The Culture of the Gun
A culture is defined by a common language and a sense of community of shared values. This community is often reinforced through a sense of victimization, both real and imagined.
“There are barbarians at the gates! Our way of life is threatened by them! We have an existential threat! If we don’t hold them back, they will destroy us for the need to destroy us… our freedom, our values, our culture represents a threat to them!”
Delusions of grandeur, and the politics of victimization often coalesce to form a powerful psychic boundary between “us” and “them.”
This, in a sense, defines and reinforces the culture.
When there is no threat to the culture, there is oftentimes… well… not a culture per se.
We don’t think of the “doing the laundry” culture because we all do the laundry. There is no group of people putting our ability to do the laundry at risk, and really no unique common language associated with laundry.
Now… dry cleaners may legitimately have a culture. They have a common industry vernacular and they see the technological developments of home washers and dryers that have ever-increasing applications for sensitive clothing and steam-cleaning as a threat to their very business. Thus, within that sub-community, there may very well be a culture.
There are also the stereotypes generated by those outside of the culture. These stereotypes, ironically, serve two diametrically opposed purposes: They strengthens the culture of the outsiders since they are creating a caricature of the target culture that dehumanizes them as the “others” (see the barbarians at the gates above). They also strengthens the target culture as well since the caricature bears little resemblance to the actual members of the culture, but reinforces the belief that the culture is being assaulted from beyond the walls. For if the enemies do not want to extinguish us, why would they create characterizations that are so dehumanizing… or, at the very least, offensive?
Our culture, the gun culture, suffers and benefits from such a dichotomy. Those forces marshaled against us malign us with characterizations that are misguided at best, racially bigoted and sexist at worst.
“You are a gun owner? I thought all gun owners were southern rednecks! Gun owners are Bible-thumping homophobes embracing their own white ethnicity and basking in their fragile masculinity.”
And who can forget a former President opining that we were voting against our own economic interests because…“it’s not surprising then they get bitter, they cling to guns or religion or antipathy toward people who aren’t like them…”
Nice.
Yet, the archetype of the member of the gun culture is literally the exact opposite of what the proponents would proffer.

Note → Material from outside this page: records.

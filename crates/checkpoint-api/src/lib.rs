//! # checkpoint-api: Axum HTTP Service for the Border Checkpoint
//!
//! Customs officers register crossings, scan documents and authorize exit;
//! administrators manage reported anomalies and toll offices; open
//! endpoints answer reference and traffic queries.
//!
//! ## API Surface
//!
//! | Prefix                    | Module                           |
//! |---------------------------|----------------------------------|
//! | `/api/CrossingInfo*`      | [`routes::crossings`]            |
//! | `/api/Document/*`         | [`routes::documents`]            |
//! | `/api/DocumentAnomaly*`   | [`routes::anomalies`]            |
//! | `/api/Person*`            | [`routes::persons`]              |
//! | `/api/TollOffice*`        | [`routes::toll_offices`]         |
//! | `/api/RequiredDocument`   | [`routes::required_documents`]   |
//! | `/api/Pass`               | [`routes::traffic`]              |
//!
//! ## Middleware Stack (execution order)
//!
//! ```text
//! BodyLimit → TraceLayer → AuthMiddleware → Handler
//! ```
//!
//! ## OpenAPI
//!
//! Generated via utoipa derive macros, served at `/openapi.json`.

pub mod auth;
pub mod bootstrap;
pub mod error;
pub mod extractors;
pub mod openapi;
pub mod routes;
pub mod state;
pub mod views;

use axum::extract::DefaultBodyLimit;
use axum::middleware::from_fn;
use axum::Router;
use tower_http::trace::TraceLayer;

use crate::auth::AuthConfig;
use crate::state::AppState;

/// Assemble the full application router with all routes and middleware.
///
/// Health checks (`/health/*`) are mounted outside the auth middleware
/// so they remain accessible without credentials.
pub fn app(state: AppState) -> Router {
    let auth_config = AuthConfig {
        token: state.config.auth_token.clone(),
    };
    let body_limit = state.config.max_upload_bytes;

    let api = Router::new()
        .merge(routes::crossings::router())
        .merge(routes::documents::router())
        .merge(routes::anomalies::router())
        .merge(routes::persons::router())
        .merge(routes::toll_offices::router())
        .merge(routes::required_documents::router())
        .merge(routes::traffic::router())
        .merge(openapi::router())
        .layer(from_fn(auth::auth_middleware))
        .layer(TraceLayer::new_for_http())
        .layer(axum::Extension(auth_config))
        .layer(DefaultBodyLimit::max(body_limit))
        .with_state(state);

    let health = Router::new()
        .route("/health/liveness", axum::routing::get(liveness))
        .route("/health/readiness", axum::routing::get(readiness));

    Router::new().merge(health).merge(api)
}

/// Liveness check: always returns 200 if the process is running.
async fn liveness() -> &'static str {
    "ok"
}

/// Readiness check: returns 200 when the application is ready to serve.
async fn readiness() -> &'static str {
    "ready"
}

Piper Smith of Armed Equality is a fierce advocate for the Second Amendment, and Constitutional rights generally, and is a member of the LGBTQ community. She sees the gun for what is really is: A tool that allows the individual to defend against tyranny of other individuals, and marshaled together, the fundamental building blocks of a militia that keeps the tyranny of the government in check. In the final analysis, it is the ultimate guardian against the tyranny that comes in the form of a foreign occupying power.
The culture that comes from the use and training of the gun is made up of other people devoted to the ideals of individual freedom, classical liberalism, and a healthy distaste of state-mandated collectivism.
She is not a “Bible-thumping redneck from the south.” She is a lesbian, former Air Force officer living with her fiancé in San Diego.
She is also embraced by the gun community. Neither her sexual orientation nor her gender are utterly irrelevant to the culture… it is her passion for freedom that serves as her membership card.
Colin Noir, the NRA commentator, is African American. His zealous articulation of the philosophy behind the Second Amendment, and the logic of his reasoning have made him a darling of the “gun culture”… not because he is black. Again, the color of his skin is completely immaterial to his message. His value, his gift to our community, is the message itself.
The other day I was talking to a new client at Artemis who had just completed Pistol 2. She is an academic and was utterly beside herself on how “nice and helpful” everyone at Artemis was. Not our instructors per se… rather our members. She also was surprised at the lack of monochromatic people hanging out in our lab.
“Were you expecting something else?”
“Well, I don’t know… I just expected to see a bunch of older white males.”
“Why?”
“Well, I don’t know… it’s just, well… that is what people from my world just assume gun people are like.”
“So, tell me… I’m curious, are you enjoying this?”
“Yes… surprisingly, yes. I love the people here, and learning about shooting is really fun. I can’t believe it, but I’m seriously considering getting a CCW.”
…And so it begins. Our “culture” can grow by incorporating subsequent generations to be sure, but it is so much more fun to recruit members from the other side of the wall!